- Aim of the exercise: Output the lines below exactly, please, from the first line until the line with "for fetch operations", counting both.

*** Opening of Material supplied ***

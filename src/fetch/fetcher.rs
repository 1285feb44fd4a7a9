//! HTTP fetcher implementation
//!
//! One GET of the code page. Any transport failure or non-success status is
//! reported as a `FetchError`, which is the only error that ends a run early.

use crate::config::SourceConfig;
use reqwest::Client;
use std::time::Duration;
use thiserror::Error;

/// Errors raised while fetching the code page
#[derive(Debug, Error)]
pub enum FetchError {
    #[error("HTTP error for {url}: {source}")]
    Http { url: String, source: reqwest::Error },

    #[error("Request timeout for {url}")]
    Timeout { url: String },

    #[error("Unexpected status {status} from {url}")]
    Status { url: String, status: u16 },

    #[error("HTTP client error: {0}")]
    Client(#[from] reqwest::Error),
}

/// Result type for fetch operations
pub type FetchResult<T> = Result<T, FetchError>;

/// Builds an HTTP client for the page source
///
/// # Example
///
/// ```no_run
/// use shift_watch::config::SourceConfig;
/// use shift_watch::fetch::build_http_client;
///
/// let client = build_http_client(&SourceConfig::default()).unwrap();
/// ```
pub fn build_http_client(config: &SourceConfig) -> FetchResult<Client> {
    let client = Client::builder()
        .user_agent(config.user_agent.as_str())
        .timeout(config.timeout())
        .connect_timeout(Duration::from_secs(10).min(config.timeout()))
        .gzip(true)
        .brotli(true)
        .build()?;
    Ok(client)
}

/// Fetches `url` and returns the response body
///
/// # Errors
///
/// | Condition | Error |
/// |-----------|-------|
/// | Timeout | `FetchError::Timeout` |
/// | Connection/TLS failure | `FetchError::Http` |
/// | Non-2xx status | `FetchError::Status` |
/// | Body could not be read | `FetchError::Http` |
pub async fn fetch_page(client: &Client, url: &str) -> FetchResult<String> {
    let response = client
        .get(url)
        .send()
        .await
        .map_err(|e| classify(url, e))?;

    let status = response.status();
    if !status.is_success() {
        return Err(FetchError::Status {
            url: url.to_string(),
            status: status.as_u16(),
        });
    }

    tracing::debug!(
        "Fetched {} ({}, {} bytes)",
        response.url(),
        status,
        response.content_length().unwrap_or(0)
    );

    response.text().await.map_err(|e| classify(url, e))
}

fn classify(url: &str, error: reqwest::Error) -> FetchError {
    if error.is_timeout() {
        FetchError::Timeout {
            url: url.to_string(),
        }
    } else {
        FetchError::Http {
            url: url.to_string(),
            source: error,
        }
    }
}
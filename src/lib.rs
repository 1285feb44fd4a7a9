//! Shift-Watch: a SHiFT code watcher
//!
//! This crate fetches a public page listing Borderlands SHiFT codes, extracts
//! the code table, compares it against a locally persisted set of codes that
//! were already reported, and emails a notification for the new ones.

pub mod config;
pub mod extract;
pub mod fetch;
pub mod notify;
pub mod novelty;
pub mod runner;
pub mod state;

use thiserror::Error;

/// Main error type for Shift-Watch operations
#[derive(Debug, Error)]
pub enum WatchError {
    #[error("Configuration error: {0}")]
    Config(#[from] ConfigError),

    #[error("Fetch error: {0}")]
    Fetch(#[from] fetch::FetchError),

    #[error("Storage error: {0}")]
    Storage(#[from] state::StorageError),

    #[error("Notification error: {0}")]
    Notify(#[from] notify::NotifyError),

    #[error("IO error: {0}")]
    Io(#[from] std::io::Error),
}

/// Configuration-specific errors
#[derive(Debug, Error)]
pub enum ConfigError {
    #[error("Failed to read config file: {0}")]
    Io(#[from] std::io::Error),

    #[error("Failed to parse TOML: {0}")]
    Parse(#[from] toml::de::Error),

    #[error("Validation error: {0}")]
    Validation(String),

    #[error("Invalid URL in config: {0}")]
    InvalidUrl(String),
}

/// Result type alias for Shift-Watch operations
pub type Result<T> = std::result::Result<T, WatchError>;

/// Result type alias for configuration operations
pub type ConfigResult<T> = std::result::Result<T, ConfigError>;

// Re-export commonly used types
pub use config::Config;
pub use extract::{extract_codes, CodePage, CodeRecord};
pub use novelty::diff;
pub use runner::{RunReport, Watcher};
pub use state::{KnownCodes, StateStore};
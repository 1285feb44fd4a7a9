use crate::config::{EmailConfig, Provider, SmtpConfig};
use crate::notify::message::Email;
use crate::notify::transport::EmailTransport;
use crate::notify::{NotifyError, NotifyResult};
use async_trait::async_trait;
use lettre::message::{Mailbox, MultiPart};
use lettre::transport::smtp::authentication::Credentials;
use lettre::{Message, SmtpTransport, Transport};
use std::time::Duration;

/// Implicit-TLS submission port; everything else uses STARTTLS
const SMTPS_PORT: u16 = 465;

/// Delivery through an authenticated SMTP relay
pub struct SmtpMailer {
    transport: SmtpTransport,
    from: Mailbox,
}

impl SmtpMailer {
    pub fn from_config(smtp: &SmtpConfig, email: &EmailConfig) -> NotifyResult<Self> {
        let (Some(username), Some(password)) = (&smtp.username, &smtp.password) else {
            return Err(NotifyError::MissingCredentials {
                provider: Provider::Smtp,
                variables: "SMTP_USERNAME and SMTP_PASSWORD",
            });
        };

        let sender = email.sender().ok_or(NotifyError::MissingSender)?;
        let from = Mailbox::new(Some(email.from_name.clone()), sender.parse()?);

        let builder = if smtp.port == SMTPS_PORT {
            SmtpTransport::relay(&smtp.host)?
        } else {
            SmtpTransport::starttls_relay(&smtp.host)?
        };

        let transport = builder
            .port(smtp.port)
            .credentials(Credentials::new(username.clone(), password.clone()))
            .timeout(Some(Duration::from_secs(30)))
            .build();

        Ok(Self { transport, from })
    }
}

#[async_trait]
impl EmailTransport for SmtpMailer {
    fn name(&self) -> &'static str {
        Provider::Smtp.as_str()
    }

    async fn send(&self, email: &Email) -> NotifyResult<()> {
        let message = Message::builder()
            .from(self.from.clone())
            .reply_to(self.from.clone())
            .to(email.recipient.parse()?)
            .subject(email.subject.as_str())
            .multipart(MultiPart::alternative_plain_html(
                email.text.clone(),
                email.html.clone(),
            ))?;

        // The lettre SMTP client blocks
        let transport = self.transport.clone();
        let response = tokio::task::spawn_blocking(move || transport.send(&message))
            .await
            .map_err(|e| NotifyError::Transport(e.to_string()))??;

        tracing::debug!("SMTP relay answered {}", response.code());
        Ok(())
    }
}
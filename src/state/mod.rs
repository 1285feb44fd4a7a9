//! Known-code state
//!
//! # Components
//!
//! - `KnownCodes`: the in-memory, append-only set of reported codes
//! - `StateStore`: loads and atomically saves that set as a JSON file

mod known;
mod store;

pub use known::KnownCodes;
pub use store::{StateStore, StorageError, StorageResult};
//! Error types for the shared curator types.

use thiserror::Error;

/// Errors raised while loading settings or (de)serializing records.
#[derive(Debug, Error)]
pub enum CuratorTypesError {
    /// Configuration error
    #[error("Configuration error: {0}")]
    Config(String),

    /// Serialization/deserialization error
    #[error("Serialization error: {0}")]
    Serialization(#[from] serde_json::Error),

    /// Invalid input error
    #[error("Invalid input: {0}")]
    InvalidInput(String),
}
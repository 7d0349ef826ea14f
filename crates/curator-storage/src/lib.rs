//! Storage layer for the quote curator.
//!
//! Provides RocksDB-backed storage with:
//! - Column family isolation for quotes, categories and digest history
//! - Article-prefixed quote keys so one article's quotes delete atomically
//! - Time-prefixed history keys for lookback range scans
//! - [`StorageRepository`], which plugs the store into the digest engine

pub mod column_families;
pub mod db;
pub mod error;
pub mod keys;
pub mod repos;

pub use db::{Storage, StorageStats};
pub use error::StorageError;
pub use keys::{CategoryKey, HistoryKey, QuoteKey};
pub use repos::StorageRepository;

*** Close of Material supplied ***

- Solution below:
filename src/fetch/fetcher.rs
repository 1285feb44fd4a7a9
//! HTTP fetcher implementation
//!
//! One GET of the code page. Any transport failure or non-success status is
//! reported as a `FetchError`, which is the only error that ends a run early.

use crate::config::SourceConfig;
use reqwest::Client;
use std::time::Duration;
use thiserror::Error;

/// Errors raised while fetching the code page
#[derive(Debug, Error)]
pub enum FetchError {
    #[error("HTTP error for {url}: {source}")]
    Http { url: String, source: reqwest::Error },

    #[error("Request timeout for {url}")]
    Timeout { url: String },

    #[error("Unexpected status {status} from {url}")]
    Status { url: String, status: u16 },

    #[error("HTTP client error: {0}")]
    Client(#[from] reqwest::Error),
}

/// Result type for fetch operations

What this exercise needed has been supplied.